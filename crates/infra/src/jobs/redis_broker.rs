//! Redis-backed job broker (optional).
//!
//! Layout per queue `q`:
//!
//! | Key | Type | Contents |
//! |-----|------|----------|
//! | `brandkit:job:<id>` | string | JSON job record, created with `SET NX` |
//! | `brandkit:queue:<q>:waiting` | sorted set | ids scored by priority, then creation time |
//! | `brandkit:queue:<q>:delayed` | sorted set | ids scored by ready-at millis |
//! | `brandkit:queue:<q>:active` | set | claimed ids |
//! | `brandkit:queue:<q>:completed` / `:failed` | sorted set | ids scored by finish millis |
//!
//! `SET NX` on the job key is the de-duplication point: a second enqueue with
//! the same id never touches the queue sets. `ZPOPMIN` on the waiting set makes
//! a claim exclusive across workers; `ZREM` returning 1 makes promotion of a
//! delayed job exclusive.

use async_trait::async_trait;
use chrono::Utc;
use redis::AsyncCommands;
use redis::aio::MultiplexedConnection;
use serde_json::Value as JsonValue;
use tracing::{debug, instrument};

use brandkit_agent::ProgressUpdate;

use super::broker::{BrokerError, EnqueueOutcome, JobBroker, QueueCounts};
use super::registry::Queue;
use super::types::{Job, JobId, JobState};

/// Width reserved for the creation timestamp inside a waiting-set score.
const PRIORITY_STRIDE: f64 = 1e13;

#[derive(Clone)]
pub struct RedisJobBroker {
    conn: MultiplexedConnection,
}

impl RedisJobBroker {
    pub async fn connect(redis_url: &str) -> Result<Self, BrokerError> {
        let client =
            redis::Client::open(redis_url).map_err(|e| map_redis_error("connect", e))?;
        let conn = client
            .get_multiplexed_async_connection()
            .await
            .map_err(|e| map_redis_error("connect", e))?;
        Ok(Self { conn })
    }

    fn job_key(id: &JobId) -> String {
        format!("brandkit:job:{id}")
    }

    fn set_key(queue: Queue, set: &str) -> String {
        format!("brandkit:queue:{}:{set}", queue.name())
    }

    fn waiting_score(job: &Job) -> f64 {
        f64::from(job.priority) * PRIORITY_STRIDE + job.created_at.timestamp_millis() as f64
    }

    async fn load(&self, id: &JobId) -> Result<Option<Job>, BrokerError> {
        let mut conn = self.conn.clone();
        let raw: Option<String> = conn
            .get(Self::job_key(id))
            .await
            .map_err(|e| map_redis_error("load", e))?;
        raw.map(|s| serde_json::from_str(&s).map_err(|e| BrokerError::Serialization(e.to_string())))
            .transpose()
    }

    async fn save(&self, job: &Job) -> Result<(), BrokerError> {
        let json =
            serde_json::to_string(job).map_err(|e| BrokerError::Serialization(e.to_string()))?;
        let mut conn = self.conn.clone();
        let _: () = conn
            .set(Self::job_key(&job.id), json)
            .await
            .map_err(|e| map_redis_error("save", e))?;
        Ok(())
    }

    async fn load_active(&self, id: &JobId) -> Result<Job, BrokerError> {
        let job = self
            .load(id)
            .await?
            .ok_or_else(|| BrokerError::NotFound(id.clone()))?;
        if job.state != JobState::Active {
            return Err(BrokerError::NotActive {
                id: id.clone(),
                state: job.state,
            });
        }
        Ok(job)
    }

    /// Move delayed jobs whose ready-at has passed into the waiting set.
    async fn promote_due(&self, queue: Queue) -> Result<(), BrokerError> {
        let mut conn = self.conn.clone();
        let delayed = Self::set_key(queue, "delayed");
        let due: Vec<String> = conn
            .zrangebyscore(&delayed, "-inf", Utc::now().timestamp_millis())
            .await
            .map_err(|e| map_redis_error("promote", e))?;

        for raw_id in due {
            let removed: i64 = conn
                .zrem(&delayed, &raw_id)
                .await
                .map_err(|e| map_redis_error("promote", e))?;
            if removed == 0 {
                continue;
            }
            let id = JobId::from(raw_id);
            let Some(mut job) = self.load(&id).await? else {
                continue;
            };
            job.state = JobState::Waiting;
            job.ready_at = None;
            self.save(&job).await?;
            let _: () = conn
                .zadd(Self::set_key(queue, "waiting"), id.as_str(), Self::waiting_score(&job))
                .await
                .map_err(|e| map_redis_error("promote", e))?;
            debug!(queue = %queue, job_id = %id, "promoted delayed job");
        }
        Ok(())
    }
}

#[async_trait]
impl JobBroker for RedisJobBroker {
    #[instrument(skip(self, job), fields(queue = %job.queue, job_id = %job.id), err)]
    async fn enqueue(&self, job: Job) -> Result<EnqueueOutcome, BrokerError> {
        let json =
            serde_json::to_string(&job).map_err(|e| BrokerError::Serialization(e.to_string()))?;
        let mut conn = self.conn.clone();

        let created: bool = conn
            .set_nx(Self::job_key(&job.id), json)
            .await
            .map_err(|e| map_redis_error("enqueue", e))?;
        if !created {
            return Ok(EnqueueOutcome::Duplicate(job.id));
        }

        let _: () = match (job.state, job.ready_at) {
            (JobState::Delayed, Some(ready_at)) => conn
                .zadd(
                    Self::set_key(job.queue, "delayed"),
                    job.id.as_str(),
                    ready_at.timestamp_millis(),
                )
                .await,
            _ => conn
                .zadd(
                    Self::set_key(job.queue, "waiting"),
                    job.id.as_str(),
                    Self::waiting_score(&job),
                )
                .await,
        }
        .map_err(|e| map_redis_error("enqueue", e))?;

        Ok(EnqueueOutcome::Created(job.id))
    }

    #[instrument(skip(self), fields(queue = %queue), err)]
    async fn claim_next(&self, queue: Queue) -> Result<Option<Job>, BrokerError> {
        self.promote_due(queue).await?;

        let mut conn = self.conn.clone();
        let popped: Vec<(String, f64)> = redis::cmd("ZPOPMIN")
            .arg(Self::set_key(queue, "waiting"))
            .arg(1)
            .query_async(&mut conn)
            .await
            .map_err(|e| map_redis_error("claim_next", e))?;

        let Some((raw_id, _)) = popped.into_iter().next() else {
            return Ok(None);
        };
        let id = JobId::from(raw_id);
        let Some(mut job) = self.load(&id).await? else {
            return Ok(None);
        };

        job.mark_active();
        self.save(&job).await?;
        let _: () = conn
            .sadd(Self::set_key(queue, "active"), id.as_str())
            .await
            .map_err(|e| map_redis_error("claim_next", e))?;
        Ok(Some(job))
    }

    #[instrument(skip(self, result), fields(job_id = %id), err)]
    async fn complete(&self, id: &JobId, result: JsonValue) -> Result<Job, BrokerError> {
        let mut job = self.load_active(id).await?;
        job.mark_completed(result);
        self.save(&job).await?;

        let mut conn = self.conn.clone();
        let _: () = conn
            .srem(Self::set_key(job.queue, "active"), id.as_str())
            .await
            .map_err(|e| map_redis_error("complete", e))?;
        let _: () = conn
            .zadd(
                Self::set_key(job.queue, "completed"),
                id.as_str(),
                Utc::now().timestamp_millis(),
            )
            .await
            .map_err(|e| map_redis_error("complete", e))?;
        Ok(job)
    }

    #[instrument(skip(self, error), fields(job_id = %id, retryable), err)]
    async fn fail(&self, id: &JobId, error: &str, retryable: bool) -> Result<Job, BrokerError> {
        let mut job = self.load_active(id).await?;
        job.mark_failed(error.to_string(), retryable);
        self.save(&job).await?;

        let mut conn = self.conn.clone();
        let _: () = conn
            .srem(Self::set_key(job.queue, "active"), id.as_str())
            .await
            .map_err(|e| map_redis_error("fail", e))?;
        let (set, score) = match (job.state, job.ready_at) {
            (JobState::Delayed, Some(ready_at)) => ("delayed", ready_at.timestamp_millis()),
            _ => ("failed", Utc::now().timestamp_millis()),
        };
        let _: () = conn
            .zadd(Self::set_key(job.queue, set), id.as_str(), score)
            .await
            .map_err(|e| map_redis_error("fail", e))?;
        Ok(job)
    }

    async fn update_progress(
        &self,
        id: &JobId,
        progress: &ProgressUpdate,
    ) -> Result<(), BrokerError> {
        // Last writer wins; progress is advisory.
        let mut job = self
            .load(id)
            .await?
            .ok_or_else(|| BrokerError::NotFound(id.clone()))?;
        job.progress = progress.percent;
        if let Some(tool) = &progress.last_tool {
            job.last_tool = Some(tool.clone());
        }
        job.updated_at = Utc::now();
        self.save(&job).await
    }

    async fn get(&self, id: &JobId) -> Result<Option<Job>, BrokerError> {
        self.load(id).await
    }

    async fn counts(&self, queue: Queue) -> Result<QueueCounts, BrokerError> {
        let mut conn = self.conn.clone();
        let map = |e| map_redis_error("counts", e);
        Ok(QueueCounts {
            waiting: conn.zcard(Self::set_key(queue, "waiting")).await.map_err(map)?,
            active: conn.scard(Self::set_key(queue, "active")).await.map_err(map)?,
            completed: conn.zcard(Self::set_key(queue, "completed")).await.map_err(map)?,
            failed: conn.zcard(Self::set_key(queue, "failed")).await.map_err(map)?,
            delayed: conn.zcard(Self::set_key(queue, "delayed")).await.map_err(map)?,
        })
    }

    #[instrument(skip(self), fields(queue = %queue), err)]
    async fn trim(&self, queue: Queue) -> Result<usize, BrokerError> {
        let retention = queue.config().retention;
        let mut conn = self.conn.clone();
        let mut removed = 0;

        for (set, keep) in [
            ("completed", retention.keep_completed),
            ("failed", retention.keep_failed),
        ] {
            let key = Self::set_key(queue, set);
            let count: usize = conn.zcard(&key).await.map_err(|e| map_redis_error("trim", e))?;
            if count <= keep {
                continue;
            }
            let excess = (count - keep) as isize;
            // Ascending score: oldest first.
            let stale: Vec<String> = conn
                .zrange(&key, 0, excess - 1)
                .await
                .map_err(|e| map_redis_error("trim", e))?;
            for raw_id in stale {
                let _: () = conn
                    .zrem(&key, &raw_id)
                    .await
                    .map_err(|e| map_redis_error("trim", e))?;
                let _: () = conn
                    .del(Self::job_key(&JobId::from(raw_id)))
                    .await
                    .map_err(|e| map_redis_error("trim", e))?;
                removed += 1;
            }
        }

        Ok(removed)
    }
}

fn map_redis_error(operation: &str, err: redis::RedisError) -> BrokerError {
    BrokerError::Unavailable(format!("redis error in {operation}: {err}"))
}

=-=-=-=-=

Instructions to follow:
In the records above, locate every line with the string "retryable" and copy it.

Output of the exercise:
    #[instrument(skip(self, error), fields(job_id = %id, retryable), err)]
    async fn fail(&self, id: &JobId, error: &str, retryable: bool) -> Result<Job, BrokerError> {
        job.mark_failed(error.to_string(), retryable);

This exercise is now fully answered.